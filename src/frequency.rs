use crate::calendar::WeekOfMonth;
use crate::error::{CalendarError, CalendarResult};
use serde::{Deserialize, Serialize};
use std::collections::BTreeMap;
use std::fmt;

/// Recurrence class of a maintenance schedule. The set is closed: anything
/// outside these five values is rejected at parse time rather than silently
/// expanding to nothing.
#[derive(Debug, Clone, Copy, PartialEq, Eq, PartialOrd, Ord, Hash, Serialize, Deserialize)]
pub enum Frequency {
    #[serde(rename = "weekly")]
    Weekly,
    #[serde(rename = "monthly")]
    Monthly,
    #[serde(rename = "quarterly")]
    Quarterly,
    #[serde(rename = "semi-annual")]
    SemiAnnual,
    #[serde(rename = "annual")]
    Annual,
}

impl Frequency {
    pub const ALL: [Frequency; 5] = [
        Frequency::Weekly,
        Frequency::Monthly,
        Frequency::Quarterly,
        Frequency::SemiAnnual,
        Frequency::Annual,
    ];

    pub fn as_str(&self) -> &'static str {
        match self {
            Frequency::Weekly => "weekly",
            Frequency::Monthly => "monthly",
            Frequency::Quarterly => "quarterly",
            Frequency::SemiAnnual => "semi-annual",
            Frequency::Annual => "annual",
        }
    }

    pub fn from_str(value: &str) -> Option<Self> {
        match value {
            "weekly" => Some(Frequency::Weekly),
            "monthly" => Some(Frequency::Monthly),
            "quarterly" => Some(Frequency::Quarterly),
            "semi-annual" => Some(Frequency::SemiAnnual),
            "annual" => Some(Frequency::Annual),
            _ => None,
        }
    }

    /// Strict variant of [`Frequency::from_str`] for inbound data where an
    /// unknown spelling must surface as an error instead of being dropped.
    pub fn parse(value: &str) -> CalendarResult<Self> {
        Self::from_str(value.trim()).ok_or_else(|| CalendarError::UnknownFrequency(value.into()))
    }
}

impl fmt::Display for Frequency {
    fn fmt(&self, f: &mut fmt::Formatter<'_>) -> fmt::Result {
        f.write_str(self.as_str())
    }
}

/// Resolve which weeks of which months a schedule occupies.
///
/// A weekly schedule covers every week of every month no matter what its
/// `months` list says. Every other frequency covers exactly the listed
/// months, each with all four weeks; month membership is the finest
/// granularity the data model carries.
pub fn expand(
    frequency: Frequency,
    months: &[u32],
) -> CalendarResult<BTreeMap<u32, Vec<WeekOfMonth>>> {
    let mut weeks_by_month = BTreeMap::new();
    match frequency {
        Frequency::Weekly => {
            for month in 1..=12 {
                weeks_by_month.insert(month, WeekOfMonth::ALL.to_vec());
            }
        }
        Frequency::Monthly | Frequency::Quarterly | Frequency::SemiAnnual | Frequency::Annual => {
            for &month in months {
                if !(1..=12).contains(&month) {
                    return Err(CalendarError::MonthOutOfRange(month));
                }
                weeks_by_month.insert(month, WeekOfMonth::ALL.to_vec());
            }
        }
    }
    Ok(weeks_by_month)
}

- _What this task involves_: All of the material must be given again exactly.

- _Problem solution_:
filename src/frequency.rs
use crate::calendar::WeekOfMonth;
use crate::error::{CalendarError, CalendarResult};
use serde::{Deserialize, Serialize};
use std::collections::BTreeMap;
use std::fmt;

/// Recurrence class of a maintenance schedule. The set is closed: anything
/// outside these five values is rejected at parse time rather than silently
/// expanding to nothing.
#[derive(Debug, Clone, Copy, PartialEq, Eq, PartialOrd, Ord, Hash, Serialize, Deserialize)]
pub enum Frequency {
    #[serde(rename = "weekly")]
    Weekly,
    #[serde(rename = "monthly")]
    Monthly,
    #[serde(rename = "quarterly")]
    Quarterly,
    #[serde(rename = "semi-annual")]
    SemiAnnual,
    #[serde(rename = "annual")]
    Annual,
}

impl Frequency {
    pub const ALL: [Frequency; 5] = [
        Frequency::Weekly,
        Frequency::Monthly,
        Frequency::Quarterly,
        Frequency::SemiAnnual,
        Frequency::Annual,
    ];

    pub fn as_str(&self) -> &'static str {
        match self {
            Frequency::Weekly => "weekly",
            Frequency::Monthly => "monthly",
            Frequency::Quarterly => "quarterly",
            Frequency::SemiAnnual => "semi-annual",
            Frequency::Annual => "annual",
        }
    }

    pub fn from_str(value: &str) -> Option<Self> {
        match value {
            "weekly" => Some(Frequency::Weekly),
            "monthly" => Some(Frequency::Monthly),
            "quarterly" => Some(Frequency::Quarterly),
            "semi-annual" => Some(Frequency::SemiAnnual),
            "annual" => Some(Frequency::Annual),
            _ => None,
        }
    }

    /// Strict variant of [`Frequency::from_str`] for inbound data where an
    /// unknown spelling must surface as an error instead of being dropped.
    pub fn parse(value: &str) -> CalendarResult<Self> {
        Self::from_str(value.trim()).ok_or_else(|| CalendarError::UnknownFrequency(value.into()))
    }
}

impl fmt::Display for Frequency {
    fn fmt(&self, f: &mut fmt::Formatter<'_>) -> fmt::Result {
        f.write_str(self.as_str())
    }
}

/// Resolve which weeks of which months a schedule occupies.
///
/// A weekly schedule covers every week of every month no matter what its
/// `months` list says. Every other frequency covers exactly the listed
/// months, each with all four weeks; month membership is the finest
/// granularity the data model carries.
pub fn expand(
    frequency: Frequency,
    months: &[u32],
) -> CalendarResult<BTreeMap<u32, Vec<WeekOfMonth>>> {
    let mut weeks_by_month = BTreeMap::new();
    match frequency {
        Frequency::Weekly => {
            for month in 1..=12 {
                weeks_by_month.insert(month, WeekOfMonth::ALL.to_vec());
            }
        }
        Frequency::Monthly | Frequency::Quarterly | Frequency::SemiAnnual | Frequency::Annual => {
            for &month in months {
                if !(1..=12).contains(&month) {
                    return Err(CalendarError::MonthOutOfRange(month));
                }
                weeks_by_month.insert(month, WeekOfMonth::ALL.to_vec());
            }
        }
    }
    Ok(weeks_by_month)
}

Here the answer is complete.